The American women's performance has been disappointing despite high hopes. Flanagan, Kara Goucher and Desiree Davila were expected to contend for medals, but Flanagan was 10th, Goucher 11th and Davila dropped out because of an injury.
Three American women made the 10,000 final but were not close to a medal. In the steeplechase, Emma Coburn and Bridget Franek qualified for the final and were 9th and 14th, respectively, with Coburn running a personal best.
But the best may still be coming.
Rupp, along with teammates Lopez Lamong and Bernard Lagat, all among the world's best, have qualified for Saturday's 5,000-meter final.
Morgan Unceny and Shannon Rowbury, who won the bronze medal at the 2009 world championships, were among the top qualifiers for today's women's 1,500 final. Julie Culley and Molly are also in today's 5,000 final.
In the men's marathon on Sunday morning, the U.S. has a strong veteran team with Keflezighi, four-time Olympian Abdi Abdirahman and Ryan Hall, who has been America's best marathoner in recent years.
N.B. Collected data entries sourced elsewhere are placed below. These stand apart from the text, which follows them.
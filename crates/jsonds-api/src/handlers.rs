//! Request handlers for the datasource endpoints.
//!
//! The three data endpoints share one discipline: `OPTIONS` answers an
//! empty `200`, `POST` decodes the body as JSON whatever its content type,
//! and every other verb gets [`ApiError::BadMethod`]. Responses are encoded
//! as JSON followed by a newline.
//!
//! # Endpoints
//!
//! | Method | Path | Description |
//! |--------|------|-------------|
//! | any | `/` | Health check, always `ok` |
//! | `POST` | `/search` | Fixed list of target names |
//! | `POST` | `/query` | Fixture time series |
//! | `POST` | `/annotations` | Stored events inside the requested window |

use std::sync::Arc;

use axum::body::Bytes;
use axum::extract::State;
use axum::http::{Method, StatusCode, Uri, header};
use axum::response::{IntoResponse, Response};
use chrono::Utc;
use jsonds_types::{AnnotationResponse, AnnotationsReq, QueryReq, SearchReq, TimeSeries};
use serde::Serialize;
use serde::de::DeserializeOwned;
use tracing::{debug, error};

use crate::error::ApiError;
use crate::state::AppState;

// ---------------------------------------------------------------------------
// Shared plumbing
// ---------------------------------------------------------------------------

/// Log the path and method of a request on entry.
fn log_entry(method: &Method, uri: &Uri) {
    debug!(path = %uri.path(), %method, "request");
}

/// Decode a request body, mapping failures to a client error.
fn decode<T: DeserializeOwned>(body: &[u8]) -> Result<T, ApiError> {
    serde_json::from_slice(body).map_err(|e| {
        debug!(error = %e, "Rejected request body");
        ApiError::Decode(e)
    })
}

/// Encode `value` as a JSON response.
///
/// An encode failure is logged and answered with an empty `200`; the
/// client never sees an error status for it.
pub(crate) fn encode_json<T: Serialize + ?Sized>(value: &T) -> Response {
    match serde_json::to_vec(value) {
        Ok(mut body) => {
            body.push(b'\n');
            ([(header::CONTENT_TYPE, "application/json")], body).into_response()
        }
        Err(e) => {
            error!(error = %e, "json enc");
            StatusCode::OK.into_response()
        }
    }
}

// ---------------------------------------------------------------------------
// Method discipline
// ---------------------------------------------------------------------------

/// Answer a pre-flight `OPTIONS` request with an empty `200`.
pub async fn preflight() -> StatusCode {
    StatusCode::OK
}

/// Reject any verb other than `OPTIONS` and `POST` on a data endpoint.
pub async fn bad_method(method: Method, uri: Uri) -> ApiError {
    log_entry(&method, &uri);
    ApiError::BadMethod
}

// ---------------------------------------------------------------------------
// ANY / -- health check
// ---------------------------------------------------------------------------

/// Report the server as healthy.
///
/// Exists so the datasource can be added in the front-end: without it the
/// "test connection" step reports an unknown error.
pub async fn root(method: Method, uri: Uri) -> &'static str {
    log_entry(&method, &uri);
    "ok\n"
}

// ---------------------------------------------------------------------------
// POST /search
// ---------------------------------------------------------------------------

/// Return the fixed list of queryable targets.
///
/// The request body must parse as a [`SearchReq`] but its content does not
/// narrow the result.
pub async fn search(method: Method, uri: Uri, body: Bytes) -> Result<Response, ApiError> {
    log_entry(&method, &uri);
    let req: SearchReq = decode(&body)?;
    debug!(target_text = %req.target, "search");
    Ok(encode_json(&jsonds_types::SEARCH_TARGETS))
}

// ---------------------------------------------------------------------------
// POST /query
// ---------------------------------------------------------------------------

/// Return the fixture time series.
///
/// The range and targets are validated but not used: every query gets the
/// same series named `abc`, anchored at the current time.
pub async fn query(method: Method, uri: Uri, body: Bytes) -> Result<Response, ApiError> {
    log_entry(&method, &uri);
    let req: QueryReq = decode(&body)?;
    debug!(
        panel_id = req.panel_id,
        targets = req.targets.len(),
        "query"
    );
    Ok(encode_json(&[TimeSeries::fixture(Utc::now())]))
}

// ---------------------------------------------------------------------------
// POST /annotations
// ---------------------------------------------------------------------------

/// Return every stored event strictly inside the requested window.
///
/// Each event carries the caller's annotation back with `showLine` forced
/// on. A window that matches nothing yields `[]`.
pub async fn annotations(
    State(state): State<Arc<AppState>>,
    method: Method,
    uri: Uri,
    body: Bytes,
) -> Result<Response, ApiError> {
    log_entry(&method, &uri);
    let req: AnnotationsReq = decode(&body)?;

    let events = state
        .store
        .query_range(req.range.start_millis(), req.range.end_millis())
        .await;

    let decorated: Vec<AnnotationResponse> = events
        .iter()
        .map(|event| AnnotationResponse::decorate(&req.annotation, event))
        .collect();

    debug!(
        annotation = %req.annotation.name,
        matched = decorated.len(),
        "annotations"
    );
    Ok(encode_json(&decorated))
}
You can go to www.nbcolympics.com and get all the results and watch the races live or after they happen.
And while your at it go to YouTube and watch the Mills race from 1964. Along with the Dave Wottle 800 win from 1972, it one of the most exciting races you'll ever watch. And the call of the race is great.
On the schedule
The 17th annual Waterford Week five-mile road race will be held Sunday at 8:30 a.m. at Waterford Beach Park.
The Dirt Road and Trail Romp 5K will be held Sunday, Aug. 19 at 11 a.m. at 100 Whippoorwill Road in Old Lyme.
The annual Battle of Stonington 5K road will be held Tuesday, Aug. 21 at 6:15 p.m. at Wadawanuck Square in Stonington borough. Applications and information for all three races is at www.snerro.com.
Joe Wojtas is The Day's running columnist.